#### [Task to carry out]
Nothing in the data below may be left out; return all of it exactly.

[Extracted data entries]
┏━━

impl InpcExtractor {
    pub fn new(
        http: Arc<dyn HttpClientPort>,
        reporter: Arc<dyn Reporter>,
        settings: InpcSettings,
    ) -> Self {
        Self::with_strategies(
            http,
            reporter,
            settings,
            Arc::new(StreamTableExtractor::default()),
            Box::new(NthTableLocator::default()),
        )
    }

    pub fn with_strategies(
        http: Arc<dyn HttpClientPort>,
        reporter: Arc<dyn Reporter>,
        settings: InpcSettings,
        tables: Arc<dyn TableExtractor>,
        locator: Box<dyn TableLocator>,
    ) -> Self {
        Self {
            http,
            reporter,
            settings,
            tables,
            locator,
        }
    }

    /// Download the PDF into `output_dir`, rejecting undersized files.
    #[instrument(skip(self, output_dir), fields(url = %self.settings.url))]
    pub async fn download(&self, output_dir: &Path) -> Result<PathBuf> {
        self.reporter
            .info(INPC_SOURCE, &format!("Downloading PDF: {}", self.settings.url));
        metrics::sources::request_attempt(INPC_SOURCE);
        let resp = self.http.get(&self.settings.url, &self.settings.request).await?;
        if !resp.is_success() {
            metrics::sources::request_error(INPC_SOURCE);
            return Err(ScraperError::Api {
                message: format!("PDF download returned HTTP status {}", resp.status),
            });
        }
        metrics::sources::payload_bytes(INPC_SOURCE, resp.bytes.len());

        fs::create_dir_all(output_dir)?;
        let path = output_dir.join(pdf_file_name(&self.settings.url));
        fs::write(&path, &resp.bytes)?;

        let size = fs::metadata(&path)?.len();
        if size < self.settings.min_pdf_bytes {
            return Err(ScraperError::Structure {
                message: format!(
                    "PDF too small or invalid: {} bytes (minimum {})",
                    size, self.settings.min_pdf_bytes
                ),
            });
        }

        let digest = hex::encode(Sha256::digest(&resp.bytes));
        debug!(sha256 = %digest, bytes = size, "PDF saved to {}", path.display());
        Ok(path)
    }

    /// Extract every table from the document and select the target one.
    pub async fn extract_table(&self, pdf: &Path) -> Result<RawTable> {
        self.reporter
            .info(INPC_SOURCE, &format!("Extracting table from {}", pdf.display()));
        let extractor = Arc::clone(&self.tables);
        let path = pdf.to_path_buf();
        // PDF parsing is CPU-bound and may panic on malformed input
        let tables = tokio::task::spawn_blocking(move || extractor.extract_tables(&path))
            .await
            .map_err(|e| ScraperError::Pdf(format!("table extraction aborted: {}", e)))??;
        debug!("Detected {} tables", tables.len());
        self.locator.locate(tables)
    }

    pub fn clean(&self, grid: &RawTable, scraped_at: &str) -> Result<PriceIndexTable> {
        self.reporter.info(INPC_SOURCE, "Cleaning table");
        clean_table(grid, scraped_at)
    }

    pub fn persist(&self, table: &PriceIndexTable, output_dir: &Path) -> Result<PathBuf> {
        let path = output_dir.join(INPC_OUTPUT_FILE);
        write_csv(&path, table, Encoding::Utf8)?;
        Ok(path)
    }

    async fn extract(&self, output_dir: &Path) -> Result<PathBuf> {
        let pdf = self.download(output_dir).await?;
        let grid = self.extract_table(&pdf).await?;
        let table = self.clean(&grid, &scrape_timestamp())?;
        let path = self.persist(&table, output_dir)?;
        self.reporter.info(
            INPC_SOURCE,
            &format!("{} written ({} rows)", INPC_OUTPUT_FILE, table.len()),
        );
        Ok(path)
    }
}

┗━━

#### [Response]
impl InpcExtractor {
    pub fn new(
        http: Arc<dyn HttpClientPort>,
        reporter: Arc<dyn Reporter>,
        settings: InpcSettings,
    ) -> Self {
        Self::with_strategies(
            http,
            reporter,
            settings,
            Arc::new(StreamTableExtractor::default()),
            Box::new(NthTableLocator::default()),
        )
    }

    pub fn with_strategies(
        http: Arc<dyn HttpClientPort>,
        reporter: Arc<dyn Reporter>,
        settings: InpcSettings,
        tables: Arc<dyn TableExtractor>,
        locator: Box<dyn TableLocator>,
    ) -> Self {
        Self {
            http,
            reporter,
            settings,
            tables,
            locator,
        }
    }

    /// Download the PDF into `output_dir`, rejecting undersized files.
    #[instrument(skip(self, output_dir), fields(url = %self.settings.url))]
    pub async fn download(&self, output_dir: &Path) -> Result<PathBuf> {
        self.reporter
            .info(INPC_SOURCE, &format!("Downloading PDF: {}", self.settings.url));
        metrics::sources::request_attempt(INPC_SOURCE);
        let resp = self.http.get(&self.settings.url, &self.settings.request).await?;
        if !resp.is_success() {
            metrics::sources::request_error(INPC_SOURCE);
            return Err(ScraperError::Api {
                message: format!("PDF download returned HTTP status {}", resp.status),
            });
        }
        metrics::sources::payload_bytes(INPC_SOURCE, resp.bytes.len());

        fs::create_dir_all(output_dir)?;
        let path = output_dir.join(pdf_file_name(&self.settings.url));
        fs::write(&path, &resp.bytes)?;

        let size = fs::metadata(&path)?.len();
        if size < self.settings.min_pdf_bytes {
            return Err(ScraperError::Structure {
                message: format!(
                    "PDF too small or invalid: {} bytes (minimum {})",
                    size, self.settings.min_pdf_bytes
                ),
            });
        }

        let digest = hex::encode(Sha256::digest(&resp.bytes));
        debug!(sha256 = %digest, bytes = size, "PDF saved to {}", path.display());
        Ok(path)
    }

    /// Extract every table from the document and select the target one.
    pub async fn extract_table(&self, pdf: &Path) -> Result<RawTable> {
        self.reporter
            .info(INPC_SOURCE, &format!("Extracting table from {}", pdf.display()));
        let extractor = Arc::clone(&self.tables);
        let path = pdf.to_path_buf();
        // PDF parsing is CPU-bound and may panic on malformed input
        let tables = tokio::task::spawn_blocking(move || extractor.extract_tables(&path))
            .await
            .map_err(|e| ScraperError::Pdf(format!("table extraction aborted: {}", e)))??;
        debug!("Detected {} tables", tables.len());
        self.locator.locate(tables)
    }

    pub fn clean(&self, grid: &RawTable, scraped_at: &str) -> Result<PriceIndexTable> {
        self.reporter.info(INPC_SOURCE, "Cleaning table");
        clean_table(grid, scraped_at)
    }

    pub fn persist(&self, table: &PriceIndexTable, output_dir: &Path) -> Result<PathBuf> {
        let path = output_dir.join(INPC_OUTPUT_FILE);
        write_csv(&path, table, Encoding::Utf8)?;
        Ok(path)
    }

    async fn extract(&self, output_dir: &Path) -> Result<PathBuf> {
        let pdf = self.download(output_dir).await?;
        let grid = self.extract_table(&pdf).await?;
        let table = self.clean(&grid, &scrape_timestamp())?;
        let path = self.persist(&table, output_dir)?;
        self.reporter.info(
            INPC_SOURCE,
            &format!("{} written ({} rows)", INPC_OUTPUT_FILE, table.len()),
        );
        Ok(path)
    }
}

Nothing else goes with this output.